Como você deve ter percebido, o ponto que une essas três histórias é o espaço que a preocupação com a beleza ocupa na rotina das mulheres. Deve ser difícil encontrar alguém que não tenha um relato assim para contar, seja de um jantar a que não foi porque “não tinha roupa”, do almoço que deixou de comer para ir à depilação ou a alegria que sentiu por ter conseguido um encaixe no salão para se arrumar para um casamento. Essa rotina está tão inclusa na nossa vida que a gente nunca pensa por que investimos tanto tempo e energia com a estética.

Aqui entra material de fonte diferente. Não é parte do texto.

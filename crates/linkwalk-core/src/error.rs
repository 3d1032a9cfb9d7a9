use linkwalk_sparql::ParseError;

use crate::transport::TransportError;

/// Errors raised while expanding or driving a traversal.
///
/// None of these are retried inside the core. `PatternNotFound`,
/// `MalformedQuery` and `UnknownPattern` mean an invariant broke and abort
/// the execution; `Transport` is surfaced to whoever drives the loop.
#[derive(Debug, thiserror::Error)]
pub enum TraversalError {
    #[error("path pattern `{signature}` not found in the prior query")]
    PatternNotFound { signature: String },

    #[error("malformed query: {0}")]
    MalformedQuery(#[from] ParseError),

    #[error("path pattern `{signature}` was never registered for this execution")]
    UnknownPattern { signature: String },

    #[error("node `{node}` has no recorded depth under its pattern/context")]
    NotVisited { node: String },

    #[error("no query execution is active")]
    NotStarted,

    #[error(transparent)]
    Transport(#[from] TransportError),
}

impl TraversalError {
    /// Whether the error must abort the whole execution (as opposed to a
    /// caller misuse such as stepping before starting).
    pub fn is_fatal(&self) -> bool {
        !matches!(self, TraversalError::NotStarted)
    }
}
//! Linkwalk traversal core
//!
//! Incremental, link-traversal evaluation of BGP queries against a remote
//! endpoint. Each round trip yields control signals naming a resolved node;
//! the core rewrites the query that produced the signal into a narrower
//! *continuation* query and queues it for re-submission.
//!
//! ```text
//!  original query ──► PatternRegistry (ids for every path pattern)
//!        │
//!        ▼
//!   Transport.execute ──► solutions ──► ResultCollector
//!        │
//!        └─► control signals ──► VisitedIndex (dedupe / relax depth)
//!                                   │
//!                                   ▼
//!                            rewriter::expand ──► FrontierQueue
//!                                                    │
//!   Transport.execute ◄── must_expand? ◄── step() ◄──┘
//! ```
//!
//! All mutable state lives in an [`ExecutionSession`] that is created when a
//! query starts and discarded when it stops, fails or restarts. A stop bumps
//! an execution generation so results arriving for a superseded session are
//! dropped instead of enqueueing more work.

pub mod config;
pub mod error;
pub mod frontier;
pub mod registry;
pub mod results;
pub mod rewriter;
pub mod session;
pub mod signal;
pub mod task;
pub mod transport;
pub mod traversal;
pub mod visited;

pub use config::{ConfigError, TraversalConfig, TraversalMode};
pub use error::TraversalError;
pub use frontier::{FrontierPolicy, FrontierQueue};
pub use registry::{PatternId, PatternRegistry};
pub use results::{ResultCollector, ResultPager, Solution};
pub use rewriter::{expand, expand_query_text};
pub use session::{ExecutionSession, StopHandle};
pub use signal::ControlSignal;
pub use task::{ExpandTask, TaskId, TaskTree};
pub use transport::{HttpTransport, Transport, TransportError, TransportOutcome};
pub use traversal::{StepOutcome, Traversal, TraversalEvent, TraversalEventHandler};
pub use visited::{VisitKey, VisitedIndex};
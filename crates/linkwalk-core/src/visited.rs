//! Depth-memoized visited index.
//!
//! Keyed by `(original pattern id, serialized context)` reduced to a fixed
//! width digest; each bucket maps node → best known depth. Recorded depths
//! only ever decrease.

use std::collections::HashMap;
use std::fmt;
use std::sync::Arc;

use linkwalk_sparql::digest::fnv1a64_digest_parts;

use crate::error::TraversalError;
use crate::registry::PatternRegistry;
use crate::signal::ControlSignal;

#[derive(Debug, Clone, PartialEq, Eq, Hash)]
pub struct VisitKey(String);

impl VisitKey {
    pub fn as_str(&self) -> &str {
        &self.0
    }
}

impl fmt::Display for VisitKey {
    fn fmt(&self, f: &mut fmt::Formatter<'_>) -> fmt::Result {
        f.write_str(&self.0)
    }
}

#[derive(Debug)]
pub struct VisitedIndex {
    registry: Arc<PatternRegistry>,
    buckets: HashMap<VisitKey, HashMap<String, u32>>,
}

impl VisitedIndex {
    pub fn new(registry: Arc<PatternRegistry>) -> Self {
        Self {
            registry,
            buckets: HashMap::new(),
        }
    }

    pub fn registry(&self) -> &PatternRegistry {
        &self.registry
    }

    pub fn key_of(&self, signal: &ControlSignal) -> Result<VisitKey, TraversalError> {
        let id = self
            .registry
            .resolve(&signal.path_signature)
            .ok_or_else(|| TraversalError::UnknownPattern {
                signature: signal.path_signature.clone(),
            })?;
        let context = signal.context_key();
        Ok(VisitKey(fnv1a64_digest_parts([
            id.as_str(),
            context.as_str(),
        ])))
    }

    pub fn recorded_depth(&self, signal: &ControlSignal) -> Result<Option<u32>, TraversalError> {
        let key = self.key_of(signal)?;
        Ok(self
            .buckets
            .get(&key)
            .and_then(|nodes| nodes.get(&signal.node))
            .copied())
    }

    pub fn has_been_visited(&self, signal: &ControlSignal) -> Result<bool, TraversalError> {
        Ok(self.recorded_depth(signal)?.is_some())
    }

    /// Record `node → depth`, overwriting any previous value.
    pub fn mark_as_visited(&mut self, signal: &ControlSignal) -> Result<(), TraversalError> {
        let key = self.key_of(signal)?;
        self.buckets
            .entry(key)
            .or_default()
            .insert(signal.node.clone(), signal.depth);
        Ok(())
    }

    /// Relax the recorded depth to `min(recorded, signal.depth)`.
    pub fn update_visited_depth(&mut self, signal: &ControlSignal) -> Result<(), TraversalError> {
        let key = self.key_of(signal)?;
        let recorded = self
            .buckets
            .get_mut(&key)
            .and_then(|nodes| nodes.get_mut(&signal.node))
            .ok_or_else(|| TraversalError::NotVisited {
                node: signal.node.clone(),
            })?;
        *recorded = (*recorded).min(signal.depth);
        Ok(())
    }

    /// Whether a dequeued signal must trigger a forced re-expansion.
    ///
    /// Below `max_depth` this is always false. At or beyond it, only the
    /// occurrence whose depth equals the recorded best depth for the node
    /// qualifies; a node with no recorded depth never does.
    pub fn must_expand(&self, signal: &ControlSignal) -> Result<bool, TraversalError> {
        if signal.depth < signal.max_depth {
            return Ok(false);
        }
        Ok(self.recorded_depth(signal)? == Some(signal.depth))
    }

    pub fn len(&self) -> usize {
        self.buckets.values().map(HashMap::len).sum()
    }

    pub fn is_empty(&self) -> bool {
        self.buckets.values().all(HashMap::is_empty)
    }

    pub fn clear(&mut self) {
        self.buckets.clear();
    }
}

Não que seja errado. Ou que seja um problema. Muito pelo contrário: se sentir bonita significa auto-estima. Significa olhar para o espelho e ficar feliz com o que está ali. Significa, sobretudo, viver bem consigo mesma. O ponto que a gente quer levantar aqui é que “ser bonita” se tornou sinônimo de muita coisa: cabelo liso, tamanho 36, pele perfeita. Mas por quê?

Lado bom: há uma resposta para essa pergunta

Lado não-tão-bom: ela não é nem um pouco legal.

A gente não vai entrar na discussão sobre como o conceito de beleza foi formado e alterado ao longo do tempo. Platão, Fibonacci e uma porção de outras mentes encontraram na matemática e na geometria a fórmula do que era belo. Proporção e harmonia entre formas era a regra. Mas em pleno ano de 2018, já sabemos que esse conceito não se aplica à gente.

Pulamos, assim, para a década de 1990, com o livro “O Mito da Beleza”, escrito pela americana Naomi Wolf. Trata-se de uma das principais obras que ajudam a entender como houve um esforço de diversas frentes da sociedade para colocar a beleza como meta nº1 a ser alcançada pelas mulheres.

“Pesquisas recentes revelam com uniformidade que, em meio à maioria das mulheres que trabalham, têm sucesso, são atraentes e controladas no mundo ocidental, existe uma subvida secreta que envenena nossa liberdade: imersa em conceitos de beleza, ela é um escuro filão de ódio a nós mesmas, obsessões com o físico, pânico de envelhecer e pavor de perder o controle.”

O mito da beleza, página 12

Wolf explica que, após a Segunda Guerra Mundial, a decisão tomada por milhares de mulheres brancas e de classe média de continuar trabalhando, mesmo com o retorno de seus maridos — escolha que nunca foi dada às mulheres negras e pobres, vale frisar — não foi vista com bons olhos por diversas frentes da sociedade. Era mais cômodo manter as coisas como sempre foram.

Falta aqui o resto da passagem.